I don’t know about y’all but my school emails have been like the endless parade of contact. ALL of the emails for everything including stuff that doesn’t really need to be sent to me. Keeping your “professional” email separate is a great way to ensure you see the music related things you need and they don’t get buried by all the emails about the new math curriculum. It also helps you separate important school info from the larger noise of email lists.

Keep Track of Subscriptions

I subscribe to a lot of emails. Companies I have bought from, my friends’ blogs, and emails from OAKE, NAfME, MMEA and the like. If I lost track of all of those with a job transition, I’d probably never remember everyone or forget the people that don’t send weekly emails. Chances are much higher that I’d miss something important that I actually need or want to know.
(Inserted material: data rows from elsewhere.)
//! Pool construction parameters.

use crate::{PoolError, Result};
use serde::{Deserialize, Serialize};

/// Configuration for an [`EnvPool`](crate::EnvPool)
#[derive(Clone, Debug, PartialEq, Serialize, Deserialize)]
#[serde(default)]
pub struct PoolConfig {
    /// Number of environment instances
    pub num_envs: usize,
    /// Worker threads; 0 picks the available parallelism
    pub num_threads: usize,
    /// Results returned by `recv`; 0 means `num_envs`
    pub batch_size: usize,
    /// Base seed; instance `i` is seeded with `seed + i`
    pub seed: u64,
}

impl Default for PoolConfig {
    fn default() -> Self {
        Self {
            num_envs: 1,
            num_threads: 0,
            batch_size: 0,
            seed: 42,
        }
    }
}

impl PoolConfig {
    /// Create a new config with specified number of environments
    pub fn new(num_envs: usize) -> Self {
        Self {
            num_envs,
            ..Default::default()
        }
    }

    /// Set the number of worker threads
    pub fn with_threads(mut self, num_threads: usize) -> Self {
        self.num_threads = num_threads;
        self
    }

    /// Set the default `recv` batch size
    pub fn with_batch_size(mut self, batch_size: usize) -> Self {
        self.batch_size = batch_size;
        self
    }

    /// Set the random seed
    pub fn with_seed(mut self, seed: u64) -> Self {
        self.seed = seed;
        self
    }

    /// Worker count after resolving the 0 default, never above `num_envs`
    pub fn resolved_threads(&self) -> usize {
        let wanted = if self.num_threads == 0 {
            std::thread::available_parallelism()
                .map(|n| n.get())
                .unwrap_or(1)
        } else {
            self.num_threads
        };
        wanted.clamp(1, self.num_envs.max(1))
    }

    /// Batch size after resolving the 0 default
    pub fn resolved_batch_size(&self) -> usize {
        if self.batch_size == 0 {
            self.num_envs
        } else {
            self.batch_size
        }
    }

    /// Check the configuration is usable
    pub fn validate(&self) -> Result<()> {
        if self.num_envs == 0 {
            return Err(PoolError::InvalidConfig("num_envs must be > 0".into()));
        }
        if self.batch_size > self.num_envs {
            return Err(PoolError::InvalidConfig(format!(
                "batch_size ({}) must not exceed num_envs ({})",
                self.batch_size, self.num_envs
            )));
        }
        Ok(())
    }
}

#[cfg(test)]
mod tests {
    use super::*;

    #[test]
    fn test_defaults_resolve() {
        let config = PoolConfig::new(8);
        assert_eq!(config.resolved_batch_size(), 8);
        let threads = config.resolved_threads();
        assert!((1..=8).contains(&threads));
    }

    #[test]
    fn test_threads_capped_by_envs() {
        let config = PoolConfig::new(2).with_threads(16);
        assert_eq!(config.resolved_threads(), 2);
    }

    #[test]
    fn test_validate() {
        assert!(PoolConfig::new(4).with_batch_size(2).validate().is_ok());
        assert!(PoolConfig::new(0).validate().is_err());
        assert!(PoolConfig::new(4).with_batch_size(5).validate().is_err());
    }

    #[test]
    fn test_partial_json_uses_defaults() {
        let config: PoolConfig = serde_json::from_str(r#"{"num_envs": 16, "batch_size": 4}"#).unwrap();
        assert_eq!(config.num_envs, 16);
        assert_eq!(config.batch_size, 4);
        assert_eq!(config.seed, 42);
        assert_eq!(config.num_threads, 0);
    }
}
Keep Your Stuff During Transitions

I’ve seen so many posts of people asking how to move all of the contents of their Google Drive over to a new email when they change jobs. ALL that work. Unless you are moving to a job with a VERY specific curriculum, chances are you can use almost all of what you created again and again. Even if the order doesn’t stay the same, you don’t want to have to recreate the wheel! Keeping everything organized in a PERSONAL drive ensures that you’ll be able to keep your files! Unless the district you work for has a stipulation in your contract that things you create during your time there belongs to them, then keep it personal.

I paid for all my trainings, my conferences, levels, professional memberships, and things like that out of pocket. Keeping all of that in the school drive essentially gives them all that work, resources, handouts, and the like for free. I have had the experience of being locked out of my Google account from a school within 10 minutes of notifying that I was leaving. As in that was the first thing the admin did when I told them. If I had wanted to transfer things, I wouldn’t have even been able to do that.
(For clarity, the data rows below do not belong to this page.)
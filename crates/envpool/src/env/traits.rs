//! Core environment trait definitions.

use crate::slot::SlotWriter;
use ndarray::ArrayViewD;

/// Per-instance random generator.
///
/// ChaCha keeps trajectories identical across platforms and `rand` releases.
pub type EnvRng = rand_chacha::ChaCha8Rng;

/// A fault raised by an environment while resetting or stepping.
///
/// Faults never cross the worker boundary: the pool flags the instance's
/// next result and resets it.
#[derive(Debug, thiserror::Error)]
pub enum EnvError {
    #[error("Simulation diverged: {0}")]
    Diverged(String),

    #[error("Invalid internal state: {0}")]
    InvalidState(String),

    #[error("Environment error: {0}")]
    Other(String),
}

/// Core trait for pooled environments.
///
/// The pool owns each instance and calls these methods from whichever worker
/// thread is executing it, never from two threads at once.
///
/// # Faults
///
/// An `Err` from `reset`/`step` or a panic anywhere in the four methods is
/// contained to the instance: its next result carries the error and it is
/// reset on the following work item. Panics are caught after the process
/// panic hook has run, so the default hook still prints its
/// `thread '...' panicked` line to stderr next to the pool's `warn!` event.
/// Applications that want faults reported only through `tracing` should
/// install their own hook with [`std::panic::set_hook`].
///
/// # Example
///
/// ```rust,ignore
/// use envpool::prelude::*;
///
/// struct Counter {
///     count: u32,
/// }
///
/// impl PoolEnv for Counter {
///     fn reset(&mut self, _rng: &mut EnvRng) -> Result<(), EnvError> {
///         self.count = 0;
///         Ok(())
///     }
///
///     fn step(&mut self, _rng: &mut EnvRng, _action: ArrayViewD<'_, f32>) -> Result<(), EnvError> {
///         self.count += 1;
///         Ok(())
///     }
///
///     fn is_done(&self) -> bool {
///         self.count >= 10
///     }
///
///     fn emit_state(&self, slot: &mut SlotWriter<'_>) {
///         slot.observation_mut()[0] = self.count as f32;
///         slot.set_reward(1.0);
///     }
/// }
/// ```
pub trait PoolEnv: Send {
    /// Reinitialize internal state for a new episode
    fn reset(&mut self, rng: &mut EnvRng) -> Result<(), EnvError>;

    /// Advance one tick with an action matching the declared action space
    fn step(&mut self, rng: &mut EnvRng, action: ArrayViewD<'_, f32>) -> Result<(), EnvError>;

    /// Whether the last step ended the episode
    fn is_done(&self) -> bool;

    /// Write observation, reward and info fields into a zero-filled slot
    fn emit_state(&self, slot: &mut SlotWriter<'_>);
}

impl<E: PoolEnv + ?Sized> PoolEnv for Box<E> {
    fn reset(&mut self, rng: &mut EnvRng) -> Result<(), EnvError> {
        (**self).reset(rng)
    }

    fn step(&mut self, rng: &mut EnvRng, action: ArrayViewD<'_, f32>) -> Result<(), EnvError> {
        (**self).step(rng, action)
    }

    fn is_done(&self) -> bool {
        (**self).is_done()
    }

    fn emit_state(&self, slot: &mut SlotWriter<'_>) {
        (**self).emit_state(slot)
    }
}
Keep Resources You Make Organized

Putting stuff in a school shared drive is great until someone accidentally deletes the wrong thing, the district’s tech team does a clean out, or you are removed from access during the summer. YIKES. I don’t know about you but I would absolutely prefer to make sure I organize the files I need the way I want to have them organized and make sure I know that any missing things are my own fault!

Keep in Touch

Mentors, colleagues, contacts and all the work you do networking won’t be lost. This will make it easier as well when you are doing things like applying for jobs, writing letters of recommendation, or getting new contacts.
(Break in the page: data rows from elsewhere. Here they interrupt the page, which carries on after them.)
//! Per-environment-type declarations shared by every instance in a pool.

use crate::spaces::DynSpace;
use crate::{PoolError, Result};
use serde::{Deserialize, Serialize};
use smallvec::SmallVec;

/// Scalar configuration applied by the pool to every instance of a type.
#[derive(Clone, Debug, PartialEq, Serialize, Deserialize)]
pub struct EnvConfig {
    /// Episode length cap; reaching it truncates the episode
    pub max_episode_steps: Option<u32>,
    /// Multiplier applied to every emitted reward
    pub reward_scale: f32,
}

impl Default for EnvConfig {
    fn default() -> Self {
        Self {
            max_episode_steps: None,
            reward_scale: 1.0,
        }
    }
}

impl EnvConfig {
    /// Set the episode length cap
    pub fn with_max_episode_steps(mut self, steps: u32) -> Self {
        self.max_episode_steps = Some(steps);
        self
    }

    /// Set the reward multiplier
    pub fn with_reward_scale(mut self, scale: f32) -> Self {
        self.reward_scale = scale;
        self
    }
}

/// Shapes, bounds and configuration of one environment type.
///
/// Immutable once a pool is built; every instance sees the same spec.
#[derive(Clone, Debug)]
pub struct EnvSpec {
    /// Human readable name, used in logs
    pub name: String,
    /// Observation tensor layout
    pub observation_space: DynSpace,
    /// Action tensor layout
    pub action_space: DynSpace,
    /// Names of the scalar info fields each slot carries
    pub info_keys: SmallVec<[&'static str; 4]>,
    /// Pool-enforced scalar configuration
    pub config: EnvConfig,
}

impl EnvSpec {
    /// Create a spec without info fields and with the default config
    pub fn new(name: impl Into<String>, observation_space: DynSpace, action_space: DynSpace) -> Self {
        Self {
            name: name.into(),
            observation_space,
            action_space,
            info_keys: SmallVec::new(),
            config: EnvConfig::default(),
        }
    }

    /// Declare a scalar info field
    pub fn with_info_key(mut self, key: &'static str) -> Self {
        self.info_keys.push(key);
        self
    }

    /// Replace the scalar configuration
    pub fn with_config(mut self, config: EnvConfig) -> Self {
        self.config = config;
        self
    }

    /// Observation shape (single instance)
    pub fn obs_shape(&self) -> &[usize] {
        self.observation_space.shape()
    }

    /// Number of `f32` elements in one observation
    pub fn obs_size(&self) -> usize {
        self.observation_space.num_elements()
    }

    /// Reject specs a pool cannot lay out
    pub fn validate(&self) -> Result<()> {
        if self.obs_size() == 0 {
            return Err(PoolError::InvalidConfig(format!(
                "{}: observation space is empty",
                self.name
            )));
        }
        if self.config.max_episode_steps == Some(0) {
            return Err(PoolError::InvalidConfig(format!(
                "{}: max_episode_steps must be positive",
                self.name
            )));
        }
        if !self.config.reward_scale.is_finite() {
            return Err(PoolError::InvalidConfig(format!(
                "{}: reward_scale must be finite",
                self.name
            )));
        }
        for (i, key) in self.info_keys.iter().enumerate() {
            if self.info_keys[..i].contains(key) {
                return Err(PoolError::InvalidConfig(format!(
                    "{}: info key {key:?} declared twice",
                    self.name
                )));
            }
        }
        Ok(())
    }
}

#[cfg(test)]
mod tests {
    use super::*;
    use crate::spaces::{Box as BoxSpace, Discrete};

    fn spec() -> EnvSpec {
        EnvSpec::new(
            "test",
            DynSpace::Box(BoxSpace::unit(&[2, 3])),
            DynSpace::Discrete(Discrete::new(2)),
        )
    }

    #[test]
    fn test_layout() {
        let spec = spec().with_info_key("a").with_info_key("b");
        assert_eq!(spec.obs_shape(), &[2, 3]);
        assert_eq!(spec.obs_size(), 6);
        assert_eq!(spec.info_keys.as_slice(), &["a", "b"]);
        assert!(spec.validate().is_ok());
    }

    #[test]
    fn test_validate_rejects_duplicate_info_keys() {
        let spec = spec().with_info_key("a").with_info_key("a");
        assert!(matches!(spec.validate(), Err(PoolError::InvalidConfig(_))));
    }

    #[test]
    fn test_validate_rejects_zero_episode_cap() {
        let spec = spec().with_config(EnvConfig::default().with_max_episode_steps(0));
        assert!(matches!(spec.validate(), Err(PoolError::InvalidConfig(_))));
    }

    #[test]
    fn test_env_config_serde() {
        let config = EnvConfig::default().with_max_episode_steps(3).with_reward_scale(0.5);
        let json = serde_json::to_string(&config).unwrap();
        let back: EnvConfig = serde_json::from_str(&json).unwrap();
        assert_eq!(back, config);
    }
}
Especially if you are a new teacher using a school account. Some colleges will delete your email after so long. You won’t want to lose all that networking you’ve done!

A Few Tips

  • Tie the new email to your name and perhaps “music teacher” For example: MelissaMusicTeacher or StoufferMusicTeacher. Something that separates it from a personal email you have that is tied to your name. Try to avoid any numbers or special characters.
  • Organize your drive as you go. Find out a little more about Google Drive here.
  • Use this email ONLY for subscriptions, resources, professional memberships, and professional contact. Don’t accidentally give it to a regular old retail store.
  • Craft a professional signature with current positions, affiliations, etc (leave out images, they can be cumbersome and take up data).

I hope this has convinced you to create a separate Google account if you don’t already have one!